痛覚の事を抜きにしても鼻から伝わる草木や水の香りも、地面についている手から感じる草の感触もリアルで、土はしっとり湿っている。空を見上げれば澄んだ青一色を背景にして、風に乗って雲が気ままに流れている。
ああ、爽やかでいい天気だ。このまま昼寝でもすれば心地いい事だろう。
現実逃避をすること数秒、いやもしかしたら数分から数十分だったかもしれない。
我に返ると付近で一番高そうな木に昇り、さっきよりも遠く、広い範囲を見渡してみる。
結論。森しか見えない。最早樹海と呼んでも差し支えない場所にオレはいた。どうしてそんな場所にいるのかは分らない。
持ち物は、暑くなると思ってジーンズのポケットに突っ込んでおいたタオルと財布に携帯電話のみ。携帯は県外で繋がらない。
この遭難(?)した状況下ではまるで役に立たない物ばかりだった。
腕時計で確認した時刻は午前十時を過ぎたぐらい。遺跡にいた頃から二時間ほど経過していたらしい。
自分に起きた現象が何だったのかはまるで理解できない上に、置かれている状況は遭難時に考えられる最悪のもの。
「くそっ! 一体どうなっているんだ!?」
思わず悪態をついて木を殴り付ける。頭が変になりそうだった。大声を上げてパニックに陥って闇雲に走り回らない事が奇跡に近い。
いや、不思議な事と言えばそれもそうだ。
この異常極まりない状況にもかかわらず不思議なほどに落ち着いている。
周囲の空気や雰囲気と言うべきか。言葉に出来ない懐かしさに胸の奥が疼く。一度も見た事も無い筈の大自然の光景なのに、知っている気がする。それがオレの心を落ち着かせていた。
だが、理解できない状況に自分が居る事には変わりはないし、事態が好転する訳でもない。
「……これからどうすればいいんだよ? くそ……」
ひどく打ちのめされた気分になってオレは思わず呻いた。
ウジウジ悩んだり考え込んだりしても事態は一向に良くなる事は無い。それに思い至るのに時間はかかったが、オレは一先ず森を出る事にした。

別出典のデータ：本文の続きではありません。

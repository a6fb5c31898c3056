use rust_decimal::prelude::ToPrimitive;
use rust_decimal::Decimal;

/// Assumed average urban travel speed. Every travel-time derivation in the
/// planning pipeline uses this constant.
pub const URBAN_SPEED_KMH: f64 = 25.0;

pub const EARTH_RADIUS_KM: f64 = 6371.0;

#[derive(Debug, Clone, Copy, PartialEq)]
pub struct Coordinates {
    pub lat: f64,
    pub lng: f64,
}

impl Coordinates {
    pub fn new(lat: f64, lng: f64) -> Self {
        Self { lat, lng }
    }

    /// Build from the decimal pair stored on an entity; `None` when either
    /// component is missing.
    pub fn from_decimals(lat: Option<Decimal>, lng: Option<Decimal>) -> Option<Self> {
        match (lat, lng) {
            (Some(lat), Some(lng)) => Some(Self {
                lat: lat.to_f64()?,
                lng: lng.to_f64()?,
            }),
            _ => None,
        }
    }
}

/// Great-circle distance in km.
pub fn haversine_km(a: Coordinates, b: Coordinates) -> f64 {
    let lat1 = a.lat.to_radians();
    let lat2 = b.lat.to_radians();
    let d_lat = (b.lat - a.lat).to_radians();
    let d_lng = (b.lng - a.lng).to_radians();

    let h = (d_lat / 2.0).sin().powi(2) + lat1.cos() * lat2.cos() * (d_lng / 2.0).sin().powi(2);
    let c = 2.0 * h.sqrt().atan2((1.0 - h).sqrt());

    EARTH_RADIUS_KM * c
}

/// Flat Euclidean distance in degree space. Good enough for comparing
/// candidate buyers at intra-city scale; never used for route distances.
pub fn flat_distance(a: Coordinates, b: Coordinates) -> f64 {
    ((a.lat - b.lat).powi(2) + (a.lng - b.lng).powi(2)).sqrt()
}

/// Travel minutes at the urban speed assumption.
pub fn travel_minutes(distance_km: f64) -> i64 {
    (distance_km / URBAN_SPEED_KMH * 60.0).round() as i64
}

/// Incremental mean position. O(1) per update via (sum, count) accumulators.
#[derive(Debug, Clone, Copy, Default)]
pub struct Centroid {
    sum_lat: f64,
    sum_lng: f64,
    count: u32,
}

impl Centroid {
    pub fn push(&mut self, point: Coordinates) {
        self.sum_lat += point.lat;
        self.sum_lng += point.lng;
        self.count += 1;
    }

    pub fn get(&self) -> Option<Coordinates> {
        if self.count == 0 {
            return None;
        }
        Some(Coordinates {
            lat: self.sum_lat / f64::from(self.count),
            lng: self.sum_lng / f64::from(self.count),
        })
    }

    pub fn is_empty(&self) -> bool {
        self.count == 0
    }
}

/// Mean of a point set, `None` when empty.
pub fn mean_position(points: &[Coordinates]) -> Option<Coordinates> {
    let mut centroid = Centroid::default();
    for p in points {
        centroid.push(*p);
    }
    centroid.get()
}

#[cfg(test)]
mod tests {
    use super::*;

    // Osaka station to Namba is roughly 3.5 km as the crow flies.
    #[test]
    fn haversine_matches_known_city_distance() {
        let osaka_station = Coordinates::new(34.7025, 135.4959);
        let namba = Coordinates::new(34.6659, 135.5013);
        let d = haversine_km(osaka_station, namba);
        assert!((3.0..5.0).contains(&d), "got {d}");
    }

    #[test]
    fn haversine_is_zero_for_same_point() {
        let p = Coordinates::new(34.70, 135.50);
        assert!(haversine_km(p, p) < 1e-9);
    }

    #[test]
    fn travel_minutes_uses_25_kmh() {
        assert_eq!(travel_minutes(25.0), 60);
        assert_eq!(travel_minutes(5.0), 12);
        assert_eq!(travel_minutes(0.0), 0);
    }

    #[test]
    fn centroid_tracks_running_mean() {
        let mut c = Centroid::default();
        assert!(c.get().is_none());
        c.push(Coordinates::new(34.0, 135.0));
        c.push(Coordinates::new(36.0, 137.0));
        let mean = c.get().unwrap();
        assert!((mean.lat - 35.0).abs() < 1e-9);
        assert!((mean.lng - 136.0).abs() < 1e-9);
    }
}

周囲を見渡して川が少し離れた場所に見えた事が唯一の救いだった。南に川を沿う形で下っていけば人里に出られる可能性はある。そう思う事にした。
「……それにしても、本当にここは何処なんだ?」
川に沿って森を暫く進んで思わず疑問が口から出る。
植生を見た限り、ここは日本だった。「修行の一貫じゃ」とか言って無理矢理じいちゃんに連れていかれた山奥の草木とほぼ同じだったから間違いはない筈だ。それに川の中に見える魚もその時に捕まえて食べたものと同じに見える。
しかし、日本にここまで広大な樹海があるとは思えない。仮にオレが知らないだけにしても、広大過ぎてどう考えても日本ではない。

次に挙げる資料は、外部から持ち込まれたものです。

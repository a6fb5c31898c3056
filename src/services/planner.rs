use std::sync::Arc;

use chrono::NaiveDate;
use sea_orm::{
    ActiveModelTrait, ActiveValue::Set, ColumnTrait, EntityTrait, QueryFilter, TransactionTrait,
};
use serde::Serialize;
use tracing::{info, instrument};

use crate::{
    common::jst_now,
    db::{acquire_plan_lock, DbPool},
    entities::route::{self, Entity as RouteEntity, RouteStatus},
    errors::ServiceError,
    events::{Event, EventSender},
    services::{
        assignment::{self, AssignmentSummary},
        geo::Coordinates,
        routing,
        settings::PlanningPolicy,
    },
};

#[derive(Debug, Clone, Serialize)]
pub struct PlanSummary {
    pub message: String,
    pub assigned_count: u64,
    pub assigned_tasks: u64,
    pub staff_count: u64,
    pub short_items: u64,
    pub skipped_items: u64,
    pub route_ids: Vec<i32>,
    pub routes_started: u64,
}

/// Drives the daily pipeline: allocation-backed assignment, per-buyer route
/// optimization, and optional auto-start. One invocation is one transaction;
/// partial progress is never committed.
#[derive(Clone)]
pub struct PlanningService {
    db: Arc<DbPool>,
    events: EventSender,
    office_fallback: Coordinates,
}

impl PlanningService {
    pub fn new(db: Arc<DbPool>, events: EventSender, office_fallback: Coordinates) -> Self {
        Self {
            db,
            events,
            office_fallback,
        }
    }

    fn office(&self, policy: &PlanningPolicy) -> Coordinates {
        policy.office().unwrap_or(self.office_fallback)
    }

    /// Stage 4.E alone: pack the day's pending items into buyer lists.
    #[instrument(skip(self))]
    pub async fn assign_day(&self, date: NaiveDate) -> Result<AssignmentSummary, ServiceError> {
        let txn = self.db.begin().await?;
        acquire_plan_lock(&txn, date).await?;
        let policy = PlanningPolicy::load(&txn).await?;
        let summary = assignment::assign_day(&txn, self.office(&policy), date).await?;
        txn.commit().await?;
        Ok(summary)
    }

    /// Stage 4.E for a single buyer, up to their capacity.
    #[instrument(skip(self))]
    pub async fn assign_staff(
        &self,
        staff_id: i32,
        date: NaiveDate,
    ) -> Result<AssignmentSummary, ServiceError> {
        let txn = self.db.begin().await?;
        acquire_plan_lock(&txn, date).await?;
        let policy = PlanningPolicy::load(&txn).await?;
        let summary =
            assignment::assign_to_staff(&txn, self.office(&policy), staff_id, date).await?;
        txn.commit().await?;
        Ok(summary)
    }

    /// Stage 4.F alone: regenerate routes for every buyer with work.
    #[instrument(skip(self))]
    pub async fn generate_routes(&self, date: NaiveDate) -> Result<Vec<i32>, ServiceError> {
        let txn = self.db.begin().await?;
        acquire_plan_lock(&txn, date).await?;
        let policy = PlanningPolicy::load(&txn).await?;
        let route_ids = routing::optimize_all(&txn, &policy, self.office(&policy), date).await?;
        txn.commit().await?;

        for route_id in &route_ids {
            self.events
                .send(Event::RouteGenerated {
                    route_id: *route_id,
                })
                .await;
        }
        Ok(route_ids)
    }

    /// Regenerate the route of one buyer (used after manual list edits).
    #[instrument(skip(self))]
    pub async fn generate_route_for_staff(
        &self,
        staff_id: i32,
        date: NaiveDate,
    ) -> Result<Option<i32>, ServiceError> {
        let txn = self.db.begin().await?;
        acquire_plan_lock(&txn, date).await?;
        let policy = PlanningPolicy::load(&txn).await?;
        let route_id =
            routing::optimize_for_staff(&txn, &policy, self.office(&policy), staff_id, date)
                .await?;
        txn.commit().await?;
        Ok(route_id)
    }

    /// The full daily plan: assign, route, optionally dispatch.
    ///
    /// Runs under a per-date advisory lock so concurrent callers for the same
    /// date serialize; distinct dates plan independently. Item-level
    /// shortfalls (missing product rows, store capacity) are local and do not
    /// abort the day.
    #[instrument(skip(self))]
    pub async fn plan_day(
        &self,
        date: NaiveDate,
        auto_start: bool,
    ) -> Result<PlanSummary, ServiceError> {
        let txn = self.db.begin().await?;
        acquire_plan_lock(&txn, date).await?;
        let policy = PlanningPolicy::load(&txn).await?;
        let office = self.office(&policy);

        let assignment = assignment::assign_day(&txn, office, date).await?;
        let route_ids = routing::optimize_all(&txn, &policy, office, date).await?;

        let mut routes_started = 0u64;
        if auto_start && !route_ids.is_empty() {
            let fresh = RouteEntity::find()
                .filter(route::Column::RouteId.is_in(route_ids.clone()))
                .filter(route::Column::Status.eq(RouteStatus::NotStarted))
                .all(&txn)
                .await?;
            for row in fresh {
                let mut active: route::ActiveModel = row.into();
                active.status = Set(RouteStatus::InProgress);
                active.updated_at = Set(Some(jst_now()));
                active.update(&txn).await?;
                routes_started += 1;
            }
        }

        txn.commit().await?;

        self.events
            .send(Event::DayPlanned {
                date,
                assigned_count: assignment.assigned_count,
                route_count: route_ids.len() as u64,
            })
            .await;

        info!(
            %date,
            assigned = assignment.assigned_count,
            routes = route_ids.len(),
            routes_started,
            "daily plan committed"
        );

        Ok(PlanSummary {
            message: format!(
                "{}件を割り当て、{}件のルートを生成しました",
                assignment.assigned_count,
                route_ids.len()
            ),
            assigned_count: assignment.assigned_count,
            assigned_tasks: assignment.assigned_tasks,
            staff_count: assignment.staff_count,
            short_items: assignment.short_items,
            skipped_items: assignment.skipped_items,
            route_ids,
            routes_started,
        })
    }

    /// Start every not-started route on the date.
    #[instrument(skip(self))]
    pub async fn start_routes(&self, date: NaiveDate) -> Result<u64, ServiceError> {
        let txn = self.db.begin().await?;
        let routes = RouteEntity::find()
            .filter(route::Column::RouteDate.eq(date))
            .filter(route::Column::Status.eq(RouteStatus::NotStarted))
            .all(&txn)
            .await?;
        let count = routes.len() as u64;
        for row in routes {
            let mut active: route::ActiveModel = row.into();
            active.status = Set(RouteStatus::InProgress);
            active.updated_at = Set(Some(jst_now()));
            active.update(&txn).await?;
        }
        txn.commit().await?;
        Ok(count)
    }
}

後もうひとつ分らない事は気候だった。仮に日本にいるのだとしたら、夏の昼近くの今の時間帯では木々に囲まれた川縁にいようともそれなりに暑い筈なのに、そんな事はなかった。気温としては春と言われた方が納得いく。
そんな事を考えながら移動し始め三時間と少し。
「どうにか森からは出られたか……」
ようやく樹海を抜ける事はできた。できたにはできたが──
「覚悟はしたつもりだったが、本気で何処だよ此処?」
前方は地平線の彼方まで草原。後ろを振り返れば樹海。
川沿いに樹海を抜ければ人里くらい見えるかと期待したが、人里どころか人影すら見当たりそうになかった。

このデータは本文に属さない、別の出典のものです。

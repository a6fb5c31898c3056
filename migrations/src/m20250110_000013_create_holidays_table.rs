use sea_orm_migration::prelude::*;

#[derive(DeriveMigrationName)]
pub struct Migration;

#[async_trait::async_trait]
impl MigrationTrait for Migration {
    async fn up(&self, manager: &SchemaManager) -> Result<(), DbErr> {
        manager
            .create_table(
                Table::create()
                    .table(Holidays::Table)
                    .if_not_exists()
                    .col(
                        ColumnDef::new(Holidays::HolidayId)
                            .integer()
                            .not_null()
                            .auto_increment()
                            .primary_key(),
                    )
                    .col(
                        ColumnDef::new(Holidays::HolidayDate)
                            .date()
                            .not_null()
                            .unique_key(),
                    )
                    .col(ColumnDef::new(Holidays::HolidayName).string().null())
                    .col(
                        ColumnDef::new(Holidays::IsWorking)
                            .boolean()
                            .not_null()
                            .default(false),
                    )
                    .to_owned(),
            )
            .await
    }

    async fn down(&self, manager: &SchemaManager) -> Result<(), DbErr> {
        manager
            .drop_table(Table::drop().table(Holidays::Table).to_owned())
            .await
    }
}

#[derive(DeriveIden)]
pub enum Holidays {
    Table,
    HolidayId,
    HolidayDate,
    HolidayName,
    IsWorking,
}
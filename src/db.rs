use std::time::Duration;

use chrono::{Datelike, NaiveDate};
use sea_orm::{
    ConnectOptions, ConnectionTrait, Database, DatabaseConnection, DbBackend, DbErr, Statement,
};
use tracing::{info, warn};

pub type DbPool = DatabaseConnection;

/// Establish the connection pool. SQLite is used by the test harness;
/// production runs against Postgres.
pub async fn establish_connection(database_url: &str) -> Result<DbPool, DbErr> {
    let mut opt = ConnectOptions::new(database_url.to_string());
    opt.max_connections(20)
        .min_connections(1)
        .connect_timeout(Duration::from_secs(10))
        .acquire_timeout(Duration::from_secs(10))
        .idle_timeout(Duration::from_secs(600))
        .sqlx_logging(false);

    let pool = Database::connect(opt).await?;
    info!("database connection pool established");
    Ok(pool)
}

/// Run pending schema migrations (used on startup when `auto_migrate` is set
/// and by the test harness).
pub async fn run_migrations(db: &DbPool) -> Result<(), DbErr> {
    use migrations::{Migrator, MigratorTrait};
    Migrator::up(db, None).await
}

/// Cheap liveness probe used by the readiness endpoint.
pub async fn check_connection(db: &DbPool) -> Result<(), DbErr> {
    let backend = db.get_database_backend();
    db.execute(Statement::from_string(backend, "SELECT 1".to_string()))
        .await
        .map(|_| ())
}

// Namespace for per-date plan locks, so they cannot collide with other
// advisory lock users on the same cluster.
const PLAN_LOCK_NAMESPACE: i64 = 0x7052_4C4E << 16;

/// Serialize concurrent plan runs for the same date. On Postgres this takes a
/// transaction-scoped advisory lock keyed by the date; released at commit or
/// rollback. Other backends fall through to the unique `(staff, date)`
/// constraint on purchase lists.
pub async fn acquire_plan_lock<C: ConnectionTrait>(conn: &C, date: NaiveDate) -> Result<(), DbErr> {
    let backend = conn.get_database_backend();
    if backend != DbBackend::Postgres {
        return Ok(());
    }

    let key = PLAN_LOCK_NAMESPACE | i64::from(date.num_days_from_ce());
    let sql = format!("SELECT pg_advisory_xact_lock({key})");
    if let Err(e) = conn.execute(Statement::from_string(backend, sql)).await {
        warn!(error = %e, %date, "failed to acquire plan advisory lock");
        return Err(e);
    }
    Ok(())
}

広大な無人の場所。誰もいない世界に一人放り出されたようで泣きたくなった。
その時、
「なっ!? 何だっ!?」
少し離れた場所。一キロぐらいのところに突如として空から光の柱が現れた。光の柱は僅かな時間存在していたが、徐々に輝きを弱めては消えた。
オレは少し逡巡したが、当てのない場所を行くよりは何かが有るかもしれないと思い、光の柱の現れた場所に行ってみる事にした。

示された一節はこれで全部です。